(Records contained in a dataset)
● ● ● ● ● ● ●
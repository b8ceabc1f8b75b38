//! Declaration model: what a front-end hands over for translation.
//!
//! Every declaration is immutable once built. Type expressions refer to other
//! declarations by [`Identity`] only; turning those references into graph
//! edges is the resolver's job.

use std::fmt;

use indexmap::IndexMap;
use serde::{Deserialize, Serialize};

use crate::Identity;

/// Output language of an emitter.
#[derive(Clone, Copy, Debug, PartialEq, Eq, Hash, PartialOrd, Ord, Serialize, Deserialize)]
#[serde(rename_all = "lowercase")]
pub enum Target {
    TypeScript,
    Dart,
}

impl fmt::Display for Target {
    fn fmt(&self, f: &mut fmt::Formatter<'_>) -> fmt::Result {
        match self {
            Target::TypeScript => write!(f, "typescript"),
            Target::Dart => write!(f, "dart"),
        }
    }
}

#[derive(Clone, Copy, Debug, PartialEq, Eq, Hash, PartialOrd, Ord, Serialize, Deserialize)]
#[serde(rename_all = "lowercase")]
pub enum Primitive {
    Bool,
    Int,
    Float,
    String,
}

impl Primitive {
    /// Source-level spelling, used in composite identities.
    pub fn keyword(self) -> &'static str {
        match self {
            Primitive::Bool => "bool",
            Primitive::Int => "int",
            Primitive::Float => "float",
            Primitive::String => "string",
        }
    }
}

/// Wire format carried by a scalar alias (dates travel as strings).
#[derive(Clone, Copy, Debug, PartialEq, Eq, Hash, Serialize, Deserialize)]
#[serde(rename_all = "lowercase")]
pub enum Format {
    Date,
    Timestamp,
}

impl Format {
    pub fn describe(self) -> &'static str {
        match self {
            Format::Date => "ISO 8601 date (YYYY-MM-DD)",
            Format::Timestamp => "ISO 8601 date-time",
        }
    }
}

/// Type of a field.
#[derive(Clone, Debug, PartialEq, Eq, Serialize, Deserialize)]
#[serde(rename_all = "snake_case")]
pub enum TypeExpr {
    Primitive(Primitive),
    /// Reference to another declaration.
    Named(Identity),
    /// Fixed-length sequence.
    Array { elem: Box<TypeExpr>, len: usize },
    /// Variable-length sequence, nullable by convention.
    Slice(Box<TypeExpr>),
    Map {
        key: Box<TypeExpr>,
        value: Box<TypeExpr>,
    },
    Optional(Box<TypeExpr>),
    /// Generic placeholder; only meaningful inside a generic body.
    Param(String),
    /// A generic applied to one concrete argument.
    Instance {
        generic: Identity,
        arg: Box<TypeExpr>,
    },
}

impl TypeExpr {
    pub fn named(id: Identity) -> Self {
        TypeExpr::Named(id)
    }

    pub fn array(elem: TypeExpr, len: usize) -> Self {
        TypeExpr::Array {
            elem: Box::new(elem),
            len,
        }
    }

    pub fn slice(elem: TypeExpr) -> Self {
        TypeExpr::Slice(Box::new(elem))
    }

    pub fn map(key: TypeExpr, value: TypeExpr) -> Self {
        TypeExpr::Map {
            key: Box::new(key),
            value: Box::new(value),
        }
    }

    pub fn optional(inner: TypeExpr) -> Self {
        TypeExpr::Optional(Box::new(inner))
    }

    pub fn param(name: impl Into<String>) -> Self {
        TypeExpr::Param(name.into())
    }

    pub fn instance(generic: Identity, arg: TypeExpr) -> Self {
        TypeExpr::Instance {
            generic,
            arg: Box::new(arg),
        }
    }
}

impl From<Primitive> for TypeExpr {
    fn from(p: Primitive) -> Self {
        TypeExpr::Primitive(p)
    }
}

impl From<Identity> for TypeExpr {
    fn from(id: Identity) -> Self {
        TypeExpr::Named(id)
    }
}

#[derive(Clone, Debug, PartialEq, Eq, Serialize, Deserialize)]
pub struct Field {
    pub name: String,
    #[serde(rename = "type")]
    pub ty: TypeExpr,
    /// Contributes its fields to the parent when it names a struct.
    #[serde(default, skip_serializing_if = "std::ops::Not::not")]
    pub embedded: bool,
    /// Targets for which this field is rendered as the unknown type.
    #[serde(default, skip_serializing_if = "Vec::is_empty")]
    pub opaque_for: Vec<Target>,
}

impl Field {
    pub fn new(name: impl Into<String>, ty: impl Into<TypeExpr>) -> Self {
        Self {
            name: name.into(),
            ty: ty.into(),
            embedded: false,
            opaque_for: Vec::new(),
        }
    }

    pub fn as_embedded(mut self) -> Self {
        self.embedded = true;
        self
    }

    pub fn opaque_in(mut self, target: Target) -> Self {
        if !self.opaque_for.contains(&target) {
            self.opaque_for.push(target);
        }
        self
    }

    pub fn is_opaque_for(&self, target: Target) -> bool {
        self.opaque_for.contains(&target)
    }
}

#[derive(Clone, Copy, Debug, PartialEq, Eq, Hash, Serialize, Deserialize)]
#[serde(rename_all = "lowercase")]
pub enum EnumBacking {
    Int,
    String,
}

#[derive(Clone, Debug, PartialEq, Eq, Hash, Serialize, Deserialize)]
#[serde(untagged)]
pub enum EnumValue {
    Int(i64),
    Str(String),
}

impl EnumValue {
    pub fn backing(&self) -> EnumBacking {
        match self {
            EnumValue::Int(_) => EnumBacking::Int,
            EnumValue::Str(_) => EnumBacking::String,
        }
    }
}

impl fmt::Display for EnumValue {
    fn fmt(&self, f: &mut fmt::Formatter<'_>) -> fmt::Result {
        match self {
            EnumValue::Int(v) => write!(f, "{v}"),
            EnumValue::Str(s) => write!(f, "{s:?}"),
        }
    }
}

#[derive(Clone, Debug, PartialEq, Eq, Serialize, Deserialize)]
pub struct EnumMember {
    pub symbol: String,
    pub value: EnumValue,
    #[serde(default, skip_serializing_if = "Option::is_none")]
    pub label: Option<String>,
}

impl EnumMember {
    pub fn int(symbol: impl Into<String>, value: i64) -> Self {
        Self {
            symbol: symbol.into(),
            value: EnumValue::Int(value),
            label: None,
        }
    }

    pub fn string(symbol: impl Into<String>, value: impl Into<String>) -> Self {
        Self {
            symbol: symbol.into(),
            value: EnumValue::Str(value.into()),
            label: None,
        }
    }

    pub fn with_label(mut self, label: impl Into<String>) -> Self {
        self.label = Some(label.into());
        self
    }
}

#[derive(Clone, Debug, PartialEq, Eq, Serialize, Deserialize)]
pub struct EnumDecl {
    pub backing: EnumBacking,
    pub members: Vec<EnumMember>,
}

#[derive(Clone, Debug, PartialEq, Eq, Serialize, Deserialize)]
pub struct UnionMember {
    /// Discriminant value selecting this implementor.
    pub tag: String,
    pub implementor: Identity,
}

impl UnionMember {
    pub fn new(tag: impl Into<String>, implementor: Identity) -> Self {
        Self {
            tag: tag.into(),
            implementor,
        }
    }
}

#[derive(Clone, Debug, PartialEq, Eq, Serialize, Deserialize)]
pub struct UnionDecl {
    pub members: Vec<UnionMember>,
}

#[derive(Clone, Debug, PartialEq, Eq, Serialize, Deserialize)]
pub struct StructDecl {
    pub fields: Vec<Field>,
    /// Unions this struct claims membership in. Each claim must be matched by
    /// the union's own member list.
    #[serde(default, skip_serializing_if = "Vec::is_empty")]
    pub implements: Vec<Identity>,
}

#[derive(Clone, Debug, PartialEq, Eq, Serialize, Deserialize)]
pub struct GenericDecl {
    pub param: String,
    pub fields: Vec<Field>,
    /// Concrete arguments observed in the declaration stream.
    #[serde(default, skip_serializing_if = "Vec::is_empty")]
    pub arguments: Vec<TypeExpr>,
}

#[derive(Clone, Debug, Default, PartialEq, Eq, Serialize, Deserialize)]
pub struct ExternalDecl {
    /// Import path per target. Targets without an entry reference the name bare.
    #[serde(default, skip_serializing_if = "IndexMap::is_empty")]
    pub imports: IndexMap<Target, String>,
}

#[derive(Clone, Debug, PartialEq, Eq, Serialize, Deserialize)]
#[serde(tag = "kind", rename_all = "snake_case")]
pub enum DeclKind {
    ScalarAlias {
        primitive: Primitive,
        #[serde(default, skip_serializing_if = "Option::is_none")]
        format: Option<Format>,
    },
    Struct(StructDecl),
    Enum(EnumDecl),
    Union(UnionDecl),
    Generic(GenericDecl),
    Opaque,
    External(ExternalDecl),
}

impl DeclKind {
    pub fn describe(&self) -> &'static str {
        match self {
            DeclKind::ScalarAlias { .. } => "scalar alias",
            DeclKind::Struct(_) => "struct",
            DeclKind::Enum(_) => "enum",
            DeclKind::Union(_) => "union",
            DeclKind::Generic(_) => "generic",
            DeclKind::Opaque => "opaque",
            DeclKind::External(_) => "external",
        }
    }
}

#[derive(Clone, Debug, PartialEq, Eq, Serialize, Deserialize)]
pub struct Declaration {
    pub id: Identity,
    #[serde(default, skip_serializing_if = "Option::is_none")]
    pub doc: Option<String>,
    #[serde(flatten)]
    pub kind: DeclKind,
}

impl Declaration {
    pub fn new(id: Identity, kind: DeclKind) -> Self {
        Self { id, doc: None, kind }
    }

    pub fn scalar_alias(id: Identity, primitive: Primitive) -> Self {
        Self::new(
            id,
            DeclKind::ScalarAlias {
                primitive,
                format: None,
            },
        )
    }

    pub fn formatted_alias(id: Identity, primitive: Primitive, format: Format) -> Self {
        Self::new(
            id,
            DeclKind::ScalarAlias {
                primitive,
                format: Some(format),
            },
        )
    }

    pub fn structure(id: Identity, fields: Vec<Field>) -> Self {
        Self::new(
            id,
            DeclKind::Struct(StructDecl {
                fields,
                implements: Vec::new(),
            }),
        )
    }

    pub fn enumeration(id: Identity, backing: EnumBacking, members: Vec<EnumMember>) -> Self {
        Self::new(id, DeclKind::Enum(EnumDecl { backing, members }))
    }

    pub fn union(id: Identity, members: Vec<UnionMember>) -> Self {
        Self::new(id, DeclKind::Union(UnionDecl { members }))
    }

    pub fn generic(
        id: Identity,
        param: impl Into<String>,
        fields: Vec<Field>,
        arguments: Vec<TypeExpr>,
    ) -> Self {
        Self::new(
            id,
            DeclKind::Generic(GenericDecl {
                param: param.into(),
                fields,
                arguments,
            }),
        )
    }

    pub fn opaque(id: Identity) -> Self {
        Self::new(id, DeclKind::Opaque)
    }

    pub fn external(id: Identity, imports: impl IntoIterator<Item = (Target, String)>) -> Self {
        Self::new(
            id,
            DeclKind::External(ExternalDecl {
                imports: imports.into_iter().collect(),
            }),
        )
    }

    pub fn with_doc(mut self, doc: impl Into<String>) -> Self {
        self.doc = Some(doc.into());
        self
    }

    /// Adds a union membership claim. No effect on non-struct declarations.
    pub fn implementing(mut self, union: Identity) -> Self {
        if let DeclKind::Struct(s) = &mut self.kind {
            s.implements.push(union);
        }
        self
    }

    /// Whether `other` declares the same thing. Documentation is ignored.
    pub fn same_shape(&self, other: &Declaration) -> bool {
        self.id == other.id && self.kind == other.kind
    }
}
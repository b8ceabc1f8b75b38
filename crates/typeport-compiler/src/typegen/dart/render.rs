//! Declaration rendering.

use std::collections::HashSet;

use typeport_core::{EnumBacking, EnumValue, Target};

use crate::graph::NodeId;
use crate::schema::{AliasShape, EnumShape, ExternalShape, Shape, StructShape, UnionShape};
use crate::typegen::{Block, leading_comment};

use super::Emitter;
use super::convert::{enum_member_names, is_nullable, member_name, primitive_to_dart, quote};
use super::emitter::UnionKind;

impl Emitter<'_> {
    /// Extension type over the primitive: a zero-cost wrapper the type checker
    /// keeps apart from the primitive and from other aliases.
    pub(super) fn emit_alias(&mut self, id: NodeId, alias: &AliasShape) {
        let name = self.names.get(id).to_string();
        let primitive = primitive_to_dart(alias.primitive);

        let mut out = leading_comment(self.schema.node(id));
        if let Some(format) = alias.format {
            out.push_str(&format!("// {}\n", format.describe()));
        }
        if self.config.nominal_aliases {
            out.push_str(&format!(
                "extension type const {name}({primitive} value) implements {primitive} {{}}"
            ));
        } else {
            out.push_str(&format!(
                "// distinct from {primitive}, not enforced by the type checker\n"
            ));
            out.push_str(&format!("typedef {name} = {primitive};"));
        }
        self.push(id, name, out);
    }

    /// `(kind enum, getter, enum value)` for each union `id` implements.
    fn overrides(&self, id: NodeId, shape: &StructShape) -> Vec<(String, String, String)> {
        let mut overrides = Vec::new();
        for &union in &shape.implements {
            let (Shape::Union(u), Some(kind)) = (self.schema.shape(union), self.kinds.get(&union))
            else {
                continue;
            };
            if let Some(index) = u.variants.iter().position(|v| v.implementor == id) {
                overrides.push((
                    kind.enum_name.clone(),
                    kind.getter.clone(),
                    kind.members[index].clone(),
                ));
            }
        }
        overrides
    }

    /// Member name per field, distinct from each other, from the union
    /// getters the class overrides, and from import prefixes a member would
    /// shadow inside the class.
    pub(super) fn field_members(&self, id: NodeId, shape: &StructShape) -> Vec<String> {
        let mut taken: HashSet<String> = self
            .overrides(id, shape)
            .into_iter()
            .map(|(_, getter, _)| getter)
            .chain(self.prefixes.values().cloned())
            .collect();
        shape
            .fields
            .iter()
            .map(|field| {
                let mut member = member_name(&field.name);
                while !taken.insert(member.clone()) {
                    member.push('_');
                }
                member
            })
            .collect()
    }

    pub(super) fn emit_class(&mut self, id: NodeId, shape: &StructShape) {
        let name = self.names.get(id).to_string();
        let mut out = leading_comment(self.schema.node(id));

        let overrides = self.overrides(id, shape);
        let fields: Vec<(String, String)> = self
            .field_members(id, shape)
            .into_iter()
            .zip(&shape.fields)
            .map(|(member, field)| (member, self.field_to_dart(id, field)))
            .collect();

        out.push_str(&format!("class {name}"));
        if !shape.implements.is_empty() {
            let unions: Vec<&str> = shape.implements.iter().map(|u| self.names.get(*u)).collect();
            out.push_str(&format!(" implements {}", unions.join(", ")));
        }
        out.push_str(" {\n");

        if fields.is_empty() {
            out.push_str(&format!("  const {name}();\n"));
        } else {
            let params: Vec<String> = fields
                .iter()
                .map(|(member, ty)| {
                    if is_nullable(ty) {
                        format!("this.{member}")
                    } else {
                        format!("required this.{member}")
                    }
                })
                .collect();
            out.push_str(&format!("  const {name}({{{}}});\n\n", params.join(", ")));
            for (member, ty) in &fields {
                out.push_str(&format!("  final {ty} {member};\n"));
            }
        }

        for (kind_enum, getter, tag) in &overrides {
            out.push_str(&format!(
                "\n  @override\n  {kind_enum} get {getter} => {kind_enum}.{tag};\n"
            ));
        }
        out.push('}');
        self.push(id, name, out);
    }

    /// Enhanced enum carrying the declared value and the label.
    pub(super) fn emit_enum(&mut self, id: NodeId, shape: &EnumShape) {
        let name = self.names.get(id).to_string();
        let mut out = leading_comment(self.schema.node(id));
        out.push_str(&format!("enum {name} {{\n"));

        let members = enum_member_names(shape.entries.iter().map(|e| e.symbol.as_str()));
        let entries: Vec<String> = shape
            .entries
            .iter()
            .zip(members)
            .map(|(entry, member)| {
                let value = match &entry.value {
                    EnumValue::Int(v) => v.to_string(),
                    EnumValue::Str(s) => quote(s),
                };
                format!("  {member}({value}, {})", quote(&entry.label))
            })
            .collect();
        out.push_str(&entries.join(",\n"));

        let backing = match shape.backing {
            EnumBacking::Int => "int",
            EnumBacking::String => "String",
        };
        out.push_str(&format!(
            ";\n\n  const {name}(this.value, this.label);\n\n  final {backing} value;\n  final String label;\n}}"
        ));
        self.push(id, name, out);
    }

    /// Kind enum over the tags, then a sealed class its members implement.
    pub(super) fn emit_union(&mut self, id: NodeId, shape: &UnionShape) {
        let name = self.names.get(id).to_string();

        let Some(UnionKind {
            enum_name: kind_enum,
            getter,
            members,
        }) = self.kinds.get(&id).cloned()
        else {
            let mut out = leading_comment(self.schema.node(id));
            out.push_str(&format!("sealed class {name} {{}}"));
            self.push(id, name, out);
            return;
        };

        let mut out = format!("enum {kind_enum} {{\n");
        let tags: Vec<String> = shape
            .variants
            .iter()
            .zip(members)
            .map(|(v, member)| format!("  {member}({})", quote(&v.tag)))
            .collect();
        out.push_str(&tags.join(",\n"));
        out.push_str(&format!(
            ";\n\n  const {kind_enum}(this.tag);\n\n  final String tag;\n}}"
        ));
        self.push(id, kind_enum.clone(), out);

        let mut out = leading_comment(self.schema.node(id));
        out.push_str(&format!(
            "sealed class {name} {{\n  {kind_enum} get {getter};\n}}"
        ));
        self.push(id, name, out);
    }

    pub(super) fn emit_opaque(&mut self, id: NodeId) {
        let name = self.names.get(id).to_string();
        let mut out = leading_comment(self.schema.node(id));
        out.push_str(&format!("typedef {name} = dynamic;"));
        self.push(id, name, out);
    }

    /// External declarations are never re-emitted; at most they are imported.
    pub(super) fn emit_import(&mut self, id: NodeId, shape: &ExternalShape) {
        let Some(path) = shape.import_for(Target::Dart) else {
            return;
        };
        let content = match self.prefixes.get(&id) {
            Some(prefix) => format!("import {} as {prefix};", quote(path)),
            None => format!("import {};", quote(path)),
        };
        if self.blocks.iter().any(|b| b.priority && b.content == content) {
            return;
        }
        self.blocks.push(Block {
            origin: Some(self.schema.node(id).identity.clone()),
            name: path.to_string(),
            content,
            priority: true,
        });
    }
}
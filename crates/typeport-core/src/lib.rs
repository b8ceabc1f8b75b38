#![cfg_attr(coverage_nightly, feature(coverage_attribute))]

//! Declaration model for typeport.
//!
//! A front-end collects the types of a source program and hands them over as a
//! flat stream of [`Declaration`]s. Each declaration has a unique [`Identity`]
//! and refers to others only by identity; nothing here is resolved yet.
//!
//! Streams can be built in code with the shorthand constructors or loaded from
//! JSON with [`parse_declarations`].

mod decl;
mod identity;
pub mod utils;

#[cfg(test)]
mod decl_tests;

pub use decl::{
    DeclKind, Declaration, EnumBacking, EnumDecl, EnumMember, EnumValue, ExternalDecl, Field,
    Format, GenericDecl, Primitive, StructDecl, Target, TypeExpr, UnionDecl, UnionMember,
};
pub use identity::{Identity, ParseIdentityError};

/// Parse a JSON declaration stream.
pub fn parse_declarations(json: &str) -> Result<Vec<Declaration>, serde_json::Error> {
    serde_json::from_str(json)
}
● ● ● ● ● ● ●
▶ **Task objective**:
Copy task for the entries above: every line with the string "path".

▶ **Reply**:
    /// Import path per target. Targets without an entry reference the name bare.
        let Some(path) = shape.import_for(Target::Dart) else {
            Some(prefix) => format!("import {} as {prefix};", quote(path)),
            None => format!("import {};", quote(path)),
            name: path.to_string(),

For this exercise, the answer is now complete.